#### Your task
Set down all of the entries precisely as they were written.

··· Available data

// Copyright (c) 2013-2015 Sandstorm Development Group, Inc. and contributors
// Licensed under the MIT License:
//
// Permission is hereby granted, free of charge, to any person obtaining a copy
// of this software and associated documentation files (the "Software"), to deal
// in the Software without restriction, including without limitation the rights
// to use, copy, modify, merge, publish, distribute, sublicense, and/or sell
// copies of the Software, and to permit persons to whom the Software is
// furnished to do so, subject to the following conditions:
//
// The above copyright notice and this permission notice shall be included in
// all copies or substantial portions of the Software.
//
// THE SOFTWARE IS PROVIDED "AS IS", WITHOUT WARRANTY OF ANY KIND, EXPRESS OR
// IMPLIED, INCLUDING BUT NOT LIMITED TO THE WARRANTIES OF MERCHANTABILITY,
// FITNESS FOR A PARTICULAR PURPOSE AND NONINFRINGEMENT. IN NO EVENT SHALL THE
// AUTHORS OR COPYRIGHT HOLDERS BE LIABLE FOR ANY CLAIM, DAMAGES OR OTHER
// LIABILITY, WHETHER IN AN ACTION OF CONTRACT, TORT OR OTHERWISE, ARISING FROM,
// OUT OF OR IN CONNECTION WITH THE SOFTWARE OR THE USE OR OTHER DEALINGS IN
// THE SOFTWARE.


//! Views over structs, lists and pointers inside message segments.
//!
//! Every view stores a segment id plus word or byte offsets and goes through its arena for
//! each access, so views stay valid while the segments underneath grow.

use crate::data;
use crate::pointer::ElementSize::{self, *};
use crate::pointer::{WirePointer, WirePointerKind};
use crate::private::arena::{read_word, BuilderArena, NullArena, ReaderArena, SegmentId};
use crate::private::primitive::{self, Primitive};
use crate::private::units::*;
use crate::text;
use crate::{Error, ErrorKind, Result};

pub fn data_bits_per_element(size: ElementSize) -> BitCount32 {
    match size {
        Void => 0,
        Bit => 1,
        Byte => 8,
        TwoBytes => 16,
        FourBytes => 32,
        EightBytes => 64,
        Pointer => 0,
        InlineComposite => 0,
    }
}

pub fn pointers_per_element(size: ElementSize) -> WirePointerCount32 {
    match size {
        Pointer => 1,
        _ => 0,
    }
}

/// The shape of a struct: data section words and pointer section words.
#[derive(Clone, Copy, Debug, PartialEq, Eq)]
pub struct StructSize {
    pub data: WordCount16,
    pub pointers: WirePointerCount16,
}
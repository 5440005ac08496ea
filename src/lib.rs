//! HL7 v2 segment parsing in Rust
//!
//! Parses one raw segment line into an addressable field / component /
//! subcomponent tree and re-encodes it after location-addressed writes.
//! Splitting a full message into segment lines and parsing a path syntax
//! into a [`Location`] are the caller's collaborators, not this crate.

pub mod component;
pub mod delimiters;
pub mod error;
pub mod field;
pub mod location;
pub mod segment;
pub mod subcomponent;

mod tokenizer;

// Re-export main types
pub use component::Component;
pub use delimiters::{Delimiters, SEGMENT_TERMINATOR};
pub use error::{Hl7Error, Result};
pub use field::Field;
pub use location::Location;
pub use segment::Segment;
pub use subcomponent::SubComponent;
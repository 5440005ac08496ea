//! Serde round-trip for the parsed tree (requires the `serde` feature)
#![cfg(feature = "serde")]

use octofhir_hl7v2::{Delimiters, Location, Segment};

#[test]
fn test_segment_tree_round_trips_through_json() {
    let delimiters = Delimiters::default();
    let segment = Segment::parse("PID|1|a^b&c~d", &delimiters).unwrap();
    let json = serde_json::to_string(&segment).unwrap();
    let back: Segment = serde_json::from_str(&json).unwrap();
    assert_eq!(back, segment);
}

#[test]
fn test_configuration_types_round_trip_through_json() {
    let delimiters = Delimiters::standard().with_lf_termination(true);
    let json = serde_json::to_string(&delimiters).unwrap();
    let back: Delimiters = serde_json::from_str(&json).unwrap();
    assert_eq!(back, delimiters);

    let location = Location::field(3).with_component(1);
    let json = serde_json::to_string(&location).unwrap();
    let back: Location = serde_json::from_str(&json).unwrap();
    assert_eq!(back, location);
}
//! Error types for HL7 v2 segment handling
//!
//! This module defines the error types used throughout the segment codec.

use thiserror::Error;

/// Result type alias for HL7 v2 operations
pub type Result<T> = std::result::Result<T, Hl7Error>;

/// Error type for segment parsing and addressing
#[derive(Error, Debug, Clone, PartialEq, Eq)]
pub enum Hl7Error {
    /// Input too short to carry the three-character segment ID
    #[error("Segment too short: {len} bytes, need at least 3")]
    SegmentTooShort { len: usize },

    /// No field at the requested sequence number
    #[error("Field not found: sequence {seq}")]
    FieldNotFound { seq: usize },

    /// A whole-segment location was passed to an operation that requires a field
    #[error("Location addresses the whole segment: a field sequence is required")]
    FieldRequired,
}

impl Hl7Error {
    /// Create a too-short error
    pub fn segment_too_short(len: usize) -> Self {
        Self::SegmentTooShort { len }
    }

    /// Create a field-not-found error
    pub fn field_not_found(seq: usize) -> Self {
        Self::FieldNotFound { seq }
    }
}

······

#### Solution for this problem
// Copyright (c) 2013-2015 Sandstorm Development Group, Inc. and contributors
// Licensed under the MIT License:
//
// Permission is hereby granted, free of charge, to any person obtaining a copy
// of this software and associated documentation files (the "Software"), to deal
// in the Software without restriction, including without limitation the rights
// to use, copy, modify, merge, publish, distribute, sublicense, and/or sell
// copies of the Software, and to permit persons to whom the Software is
// furnished to do so, subject to the following conditions:
//
// The above copyright notice and this permission notice shall be included in
// all copies or substantial portions of the Software.
//
// THE SOFTWARE IS PROVIDED "AS IS", WITHOUT WARRANTY OF ANY KIND, EXPRESS OR
// IMPLIED, INCLUDING BUT NOT LIMITED TO THE WARRANTIES OF MERCHANTABILITY,
// FITNESS FOR A PARTICULAR PURPOSE AND NONINFRINGEMENT. IN NO EVENT SHALL THE
// AUTHORS OR COPYRIGHT HOLDERS BE LIABLE FOR ANY CLAIM, DAMAGES OR OTHER
// LIABILITY, WHETHER IN AN ACTION OF CONTRACT, TORT OR OTHERWISE, ARISING FROM,
// OUT OF OR IN CONNECTION WITH THE SOFTWARE OR THE USE OR OTHER DEALINGS IN
// THE SOFTWARE.


//! Views over structs, lists and pointers inside message segments.
//!
//! Every view stores a segment id plus word or byte offsets and goes through its arena for
//! each access, so views stay valid while the segments underneath grow.

use crate::data;
use crate::pointer::ElementSize::{self, *};
use crate::pointer::{WirePointer, WirePointerKind};
use crate::private::arena::{read_word, BuilderArena, NullArena, ReaderArena, SegmentId};
use crate::private::primitive::{self, Primitive};
use crate::private::units::*;
use crate::text;
use crate::{Error, ErrorKind, Result};

pub fn data_bits_per_element(size: ElementSize) -> BitCount32 {
    match size {
        Void => 0,
        Bit => 1,
        Byte => 8,
        TwoBytes => 16,
        FourBytes => 32,
        EightBytes => 64,
        Pointer => 0,
        InlineComposite => 0,
    }
}

pub fn pointers_per_element(size: ElementSize) -> WirePointerCount32 {
    match size {
        Pointer => 1,
        _ => 0,
    }
}

/// The shape of a struct: data section words and pointer section words.
#[derive(Clone, Copy, Debug, PartialEq, Eq)]
pub struct StructSize {
    pub data: WordCount16,
    pub pointers: WirePointerCount16,
}
repository 5440005ac08496ea
filename src/lib.rs
//! HL7 v2 segment parsing in Rust
//!
//! Parses one raw segment line into an addressable field / component /
//! subcomponent tree and re-encodes it after location-addressed writes.
//! Splitting a full message into segment lines and parsing a path syntax
//! into a [`Location`] are the caller's collaborators, not this crate.

pub mod component;
pub mod delimiters;
pub mod error;
pub mod field;
pub mod location;
pub mod segment;
pub mod subcomponent;

mod tokenizer;

// Re-export main types
pub use component::Component;
pub use delimiters::{Delimiters, SEGMENT_TERMINATOR};
pub use error::{Hl7Error, Result};
pub use field::Field;
pub use location::Location;
pub use segment::Segment;
pub use subcomponent::SubComponent;
repository 5440005ac08496ea
//! Serde round-trip for the parsed tree (requires the `serde` feature)
#![cfg(feature = "serde")]

use octofhir_hl7v2::{Delimiters, Location, Segment};

#[test]
fn test_segment_tree_round_trips_through_json() {
    let delimiters = Delimiters::default();
    let segment = Segment::parse("PID|1|a^b&c~d", &delimiters).unwrap();
    let json = serde_json::to_string(&segment).unwrap();
    let back: Segment = serde_json::from_str(&json).unwrap();
    assert_eq!(back, segment);
}

#[test]
fn test_configuration_types_round_trip_through_json() {
    let delimiters = Delimiters::standard().with_lf_termination(true);
    let json = serde_json::to_string(&delimiters).unwrap();
    let back: Delimiters = serde_json::from_str(&json).unwrap();
    assert_eq!(back, delimiters);

    let location = Location::field(3).with_component(1);
    let json = serde_json::to_string(&location).unwrap();
    let back: Location = serde_json::from_str(&json).unwrap();
    assert_eq!(back, location);
}
//! Error types for HL7 v2 segment handling
//!
//! This module defines the error types used throughout the segment codec.

use thiserror::Error;

/// Result type alias for HL7 v2 operations
pub type Result<T> = std::result::Result<T, Hl7Error>;

/// Error type for segment parsing and addressing
#[derive(Error, Debug, Clone, PartialEq, Eq)]
pub enum Hl7Error {
    /// Input too short to carry the three-character segment ID
    #[error("Segment too short: {len} bytes, need at least 3")]
    SegmentTooShort { len: usize },

    /// No field at the requested sequence number
    #[error("Field not found: sequence {seq}")]
    FieldNotFound { seq: usize },

    /// A whole-segment location was passed to an operation that requires a field
    #[error("Location addresses the whole segment: a field sequence is required")]
    FieldRequired,
}

impl Hl7Error {
    /// Create a too-short error
    pub fn segment_too_short(len: usize) -> Self {
        Self::SegmentTooShort { len }
    }

    /// Create a field-not-found error
    pub fn field_not_found(seq: usize) -> Self {
        Self::FieldNotFound { seq }
    }
}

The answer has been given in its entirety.